BACKGROUND: Endoscopic ultrasound (EUS)-guided biliary drainage (BD) is a well-recognized alternative BD method after unsuccessful endoscopic transpapillary drainage. EUS-guided hepaticogastrostomy (HGS) with antegrade stenting (AGS) was recently applied to the treatment of malignant obstructive jaundice.

OBJECTIVE: To assess the efficacy and safety of HGS combined with AGS for treatment of malignant biliary stricture-induced obstructive jaundice.

DESIGN: Retrospective cohort study.

SETTING: Single academic tertiary care center.

PATIENTS: From January 2006 to December 2014, endoscopic retrograde cholangiopancreatography was attempted in patients with obstructive jaundice; it was successful in 641 patients and impossible in 154 patients (postsurgically altered anatomy or duodenal stenosis, n = 101; difficult cannulation, n = 53). In total, 145 patients underwent EUS-guided BD; HGS and HGS with AGS were attempted in 42 patients (Group A, January 2006-August 2011) and 37 patients (Group B, September 2011-December 2014), respectively.

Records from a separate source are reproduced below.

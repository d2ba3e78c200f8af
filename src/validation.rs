//! Draft validation and payload normalization.
//!
//! `validate` stops at the first problem it finds. `normalize` assumes a
//! validated draft and keeps only the fields the item's category carries,
//! dropping blank optionals instead of sending them empty.

use std::fmt;

use rust_decimal::Decimal;
use thiserror::Error;

use crate::draft::{InvoiceDraft, ItemDetails, LineItemDraft};
use crate::model::{Category, InvoiceItem, InvoiceRequest, PaymentMode};

/// Knobs that differ between shop setups.
#[derive(Debug, Clone, PartialEq, Eq)]
pub struct ValidationPolicy {
    /// Phones must carry a model name.
    pub require_phone_item_name: bool,
    pub payment_modes: Vec<PaymentMode>,
}

impl Default for ValidationPolicy {
    fn default() -> Self {
        ValidationPolicy {
            require_phone_item_name: true,
            payment_modes: ["Cash", "Online", "EMI"].into_iter().map(PaymentMode::new).collect(),
        }
    }
}

#[derive(Debug, Clone, Copy, PartialEq, Eq)]
pub enum ItemField {
    ItemName,
    Quantity,
    Price,
    Imei1,
    ChargerName,
}

impl fmt::Display for ItemField {
    fn fmt(&self, f: &mut fmt::Formatter<'_>) -> fmt::Result {
        f.write_str(match self {
            ItemField::ItemName => "Item Name",
            ItemField::Quantity => "Quantity",
            ItemField::Price => "Base Price",
            ItemField::Imei1 => "IMEI 1",
            ItemField::ChargerName => "Charger Name",
        })
    }
}

#[derive(Debug, Clone, PartialEq, Eq, Error)]
pub enum ValidationError {
    #[error("Customer Name is required")]
    CustomerNameRequired,

    #[error("Customer Address is required")]
    CustomerAddressRequired,

    #[error("Payment Mode {0} is not accepted")]
    PaymentModeNotAccepted(PaymentMode),

    #[error("At least one item is required")]
    NoItems,

    #[error("Item {}: {}", .position, item_reason(.field, .category))]
    Item {
        /// 1-based, as shown to the user.
        position: usize,
        field: ItemField,
        category: Category,
    },
}

fn item_reason(field: &ItemField, category: &Category) -> String {
    match (field, category) {
        (ItemField::Quantity | ItemField::Price, _) => format!("{field} must be greater than 0"),
        (ItemField::Imei1, _) => format!("{field} is required for Phone"),
        (ItemField::ChargerName, Category::Phone) => {
            format!("{field} is required when charger is included")
        }
        _ => format!("{field} is required"),
    }
}

fn is_blank(value: &str) -> bool {
    value.trim().is_empty()
}

fn validate_item(item: &LineItemDraft, policy: &ValidationPolicy) -> Result<(), ItemField> {
    let category = item.category();
    if category == Category::Phone && policy.require_phone_item_name && is_blank(&item.item_name) {
        return Err(ItemField::ItemName);
    }
    if item.quantity <= 0 {
        return Err(ItemField::Quantity);
    }
    if item.price <= Decimal::ZERO {
        return Err(ItemField::Price);
    }
    match &item.details {
        ItemDetails::Phone { imei_1, charger, .. } => {
            if is_blank(imei_1) {
                return Err(ItemField::Imei1);
            }
            if charger.as_ref().is_some_and(|c| is_blank(&c.name)) {
                return Err(ItemField::ChargerName);
            }
        }
        ItemDetails::Charger(charger) => {
            if is_blank(&charger.name) {
                return Err(ItemField::ChargerName);
            }
        }
    }
    Ok(())
}

pub fn validate(draft: &InvoiceDraft, policy: &ValidationPolicy) -> Result<(), ValidationError> {
    if is_blank(&draft.customer_name) {
        return Err(ValidationError::CustomerNameRequired);
    }
    if is_blank(&draft.customer_address) {
        return Err(ValidationError::CustomerAddressRequired);
    }
    if !policy.payment_modes.contains(&draft.payment_mode) {
        return Err(ValidationError::PaymentModeNotAccepted(draft.payment_mode.clone()));
    }
    if draft.items.is_empty() {
        return Err(ValidationError::NoItems);
    }
    for (index, item) in draft.items.iter().enumerate() {
        validate_item(item, policy).map_err(|field| ValidationError::Item {
            position: index + 1,
            field,
            category: item.category(),
        })?;
    }
    Ok(())
}

fn present(value: &str) -> Option<String> {
    (!is_blank(value)).then(|| value.to_string())
}

fn normalize_item(item: &LineItemDraft) -> InvoiceItem {
    let mut out = InvoiceItem {
        category: item.category(),
        item_name: item.item_name.clone(),
        quantity: item.quantity,
        price: item.price,
        imei_1: None,
        imei_2: None,
        charger_included: None,
        charger_name: None,
        charger_serial_number: None,
    };
    match &item.details {
        ItemDetails::Phone { imei_1, imei_2, charger } => {
            out.imei_1 = present(imei_1);
            out.imei_2 = present(imei_2);
            out.charger_included = Some(charger.is_some());
            if let Some(charger) = charger {
                out.charger_name = present(&charger.name);
                out.charger_serial_number = present(&charger.serial_number);
            }
        }
        ItemDetails::Charger(charger) => {
            out.charger_name = present(&charger.name);
            out.charger_serial_number = present(&charger.serial_number);
        }
    }
    out
}

/// Builds the request body. Call only on a draft that passed `validate`.
pub fn normalize(draft: &InvoiceDraft) -> InvoiceRequest {
    InvoiceRequest {
        customer_name: draft.customer_name.clone(),
        customer_address: draft.customer_address.clone(),
        payment_mode: draft.payment_mode.clone(),
        items: draft.items.iter().map(normalize_item).collect(),
    }
}

pub fn prepare(
    draft: &InvoiceDraft,
    policy: &ValidationPolicy,
) -> Result<InvoiceRequest, ValidationError> {
    validate(draft, policy)?;
    Ok(normalize(draft))
}

#[cfg(test)]
mod tests {
    use super::*;
    use crate::draft::{DraftEdit, ItemEdit};
    use serde_json::json;

    fn raj_draft() -> InvoiceDraft {
        InvoiceDraft::default()
            .apply(DraftEdit::CustomerName("Raj".into()))
            .apply(DraftEdit::CustomerAddress("Delhi".into()))
            .apply(DraftEdit::Item(0, ItemEdit::ItemName("X".into())))
            .apply(DraftEdit::Item(0, ItemEdit::Price(Decimal::from(100))))
            .apply(DraftEdit::Item(0, ItemEdit::Imei1("123456789012345".into())))
    }

    fn charger_draft(name: &str) -> InvoiceDraft {
        raj_draft()
            .apply(DraftEdit::Item(0, ItemEdit::Category(Category::Charger)))
            .apply(DraftEdit::Item(0, ItemEdit::ChargerName(name.into())))
    }

    #[test]
    fn phone_without_charger_has_no_charger_keys() {
        let request = prepare(&raj_draft(), &ValidationPolicy::default()).unwrap();
        let item = serde_json::to_value(&request.items[0]).unwrap();
        assert_eq!(
            item,
            json!({
                "category": "Phone",
                "item_name": "X",
                "quantity": 1,
                "price": 100.0,
                "imei_1": "123456789012345",
                "charger_included": false,
            })
        );
        assert_eq!(request.payment_mode.as_str(), "Cash");
    }

    #[test]
    fn zero_quantity_reports_item_one() {
        let draft = raj_draft().apply(DraftEdit::Item(0, ItemEdit::Quantity(0)));
        let err = validate(&draft, &ValidationPolicy::default()).unwrap_err();
        assert_eq!(
            err,
            ValidationError::Item {
                position: 1,
                field: ItemField::Quantity,
                category: Category::Phone,
            }
        );
        assert_eq!(err.to_string(), "Item 1: Quantity must be greater than 0");
    }

    #[test]
    fn charger_with_blank_name_is_rejected() {
        let err = validate(&charger_draft("  "), &ValidationPolicy::default()).unwrap_err();
        assert_eq!(
            err,
            ValidationError::Item {
                position: 1,
                field: ItemField::ChargerName,
                category: Category::Charger,
            }
        );
        assert_eq!(err.to_string(), "Item 1: Charger Name is required");
    }

    #[test]
    fn blank_customer_fields_fail_first() {
        let policy = ValidationPolicy::default();
        let draft = raj_draft().apply(DraftEdit::CustomerName("   ".into()));
        assert_eq!(validate(&draft, &policy), Err(ValidationError::CustomerNameRequired));

        let draft = raj_draft()
            .apply(DraftEdit::CustomerAddress("\t".into()))
            .apply(DraftEdit::Item(0, ItemEdit::Quantity(0)));
        assert_eq!(validate(&draft, &policy), Err(ValidationError::CustomerAddressRequired));
    }

    #[test]
    fn reports_the_first_offending_item() {
        let draft = raj_draft()
            .apply(DraftEdit::AddItem)
            .apply(DraftEdit::AddItem)
            .apply(DraftEdit::Item(1, ItemEdit::Category(Category::Charger)))
            .apply(DraftEdit::Item(1, ItemEdit::ChargerName("Cable".into())))
            .apply(DraftEdit::Item(1, ItemEdit::Price(Decimal::new(-1, 0))));

        let err = validate(&draft, &ValidationPolicy::default()).unwrap_err();
        assert_eq!(err.to_string(), "Item 2: Base Price must be greater than 0");
    }

    #[test]
    fn bundled_charger_needs_a_name() {
        let draft = raj_draft().apply(DraftEdit::Item(0, ItemEdit::ChargerIncluded(true)));
        let err = validate(&draft, &ValidationPolicy::default()).unwrap_err();
        assert_eq!(err.to_string(), "Item 1: Charger Name is required when charger is included");
    }

    #[test]
    fn item_name_policy_is_configurable() {
        let draft = raj_draft().apply(DraftEdit::Item(0, ItemEdit::ItemName(String::new())));
        let strict = ValidationPolicy::default();
        assert_eq!(
            validate(&draft, &strict).unwrap_err().to_string(),
            "Item 1: Item Name is required"
        );

        let relaxed = ValidationPolicy { require_phone_item_name: false, ..strict };
        assert!(validate(&draft, &relaxed).is_ok());
    }

    #[test]
    fn unknown_payment_mode_is_rejected() {
        let draft = raj_draft().apply(DraftEdit::PaymentMode(PaymentMode::new("Cheque")));
        let mut policy = ValidationPolicy::default();
        assert_eq!(
            validate(&draft, &policy),
            Err(ValidationError::PaymentModeNotAccepted(PaymentMode::new("Cheque")))
        );

        policy.payment_modes.push(PaymentMode::new("Cheque"));
        assert!(validate(&draft, &policy).is_ok());
    }

    #[test]
    fn charger_items_never_carry_phone_fields() {
        let request = prepare(&charger_draft("Fast 25W"), &ValidationPolicy::default()).unwrap();
        let item = &request.items[0];
        assert_eq!(item.imei_1, None);
        assert_eq!(item.imei_2, None);
        assert_eq!(item.charger_included, None);
        assert_eq!(item.charger_name.as_deref(), Some("Fast 25W"));
        assert_eq!(item.charger_serial_number, None);
    }

    #[test]
    fn blank_imei_is_left_out_of_the_payload() {
        let draft = raj_draft().apply(DraftEdit::Item(0, ItemEdit::Imei1("  ".into())));
        let item = serde_json::to_value(&normalize(&draft).items[0]).unwrap();

        assert!(item.get("imei_1").is_none());
        assert!(item.get("imei_2").is_none());
        assert_eq!(item["charger_included"], json!(false));
    }

    #[test]
    fn bundled_charger_fields_only_when_filled() {
        let draft = raj_draft()
            .apply(DraftEdit::Item(0, ItemEdit::ChargerIncluded(true)))
            .apply(DraftEdit::Item(0, ItemEdit::ChargerName("Fast 25W".into())))
            .apply(DraftEdit::Item(0, ItemEdit::ChargerSerialNumber(" ".into())))
            .apply(DraftEdit::Item(0, ItemEdit::Imei2(String::new())));
        let item = &normalize(&draft).items[0];

        assert_eq!(item.charger_included, Some(true));
        assert_eq!(item.charger_name.as_deref(), Some("Fast 25W"));
        assert_eq!(item.charger_serial_number, None);
        assert_eq!(item.imei_2, None);
    }

    #[test]
    fn values_are_sent_as_entered() {
        let draft = raj_draft().apply(DraftEdit::CustomerName(" Raj Kumar ".into()));
        let request = normalize(&draft);
        assert_eq!(request.customer_name, " Raj Kumar ");
    }

    #[test]
    fn normalizing_twice_changes_nothing() {
        let draft = raj_draft()
            .apply(DraftEdit::Item(0, ItemEdit::ChargerIncluded(true)))
            .apply(DraftEdit::Item(0, ItemEdit::ChargerName("Fast 25W".into())))
            .apply(DraftEdit::AddItem)
            .apply(DraftEdit::Item(1, ItemEdit::Category(Category::Charger)))
            .apply(DraftEdit::Item(1, ItemEdit::ChargerName("Cable".into())))
            .apply(DraftEdit::Item(1, ItemEdit::ChargerSerialNumber("C-1".into())));

        let once = normalize(&draft);
        let twice = normalize(&InvoiceDraft::from(once.clone()));
        assert_eq!(once, twice);
    }
}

INTERVENTIONS: Under EUS and fluoroscopy guidance, HGS and HGS with AGS were performed via needle puncture, guidewire insertion, puncture-hole dilation, and stent placement.

MAIN OUTCOME MEASUREMENTS: Groups A and B were compared in terms of technical success, functional success, adverse event rates, re-intervention rates, patient survival time, and time to stent dysfunction or patient death. The two groups were also compared in a subgroup analysis of only 28 patients who underwent chemotherapy.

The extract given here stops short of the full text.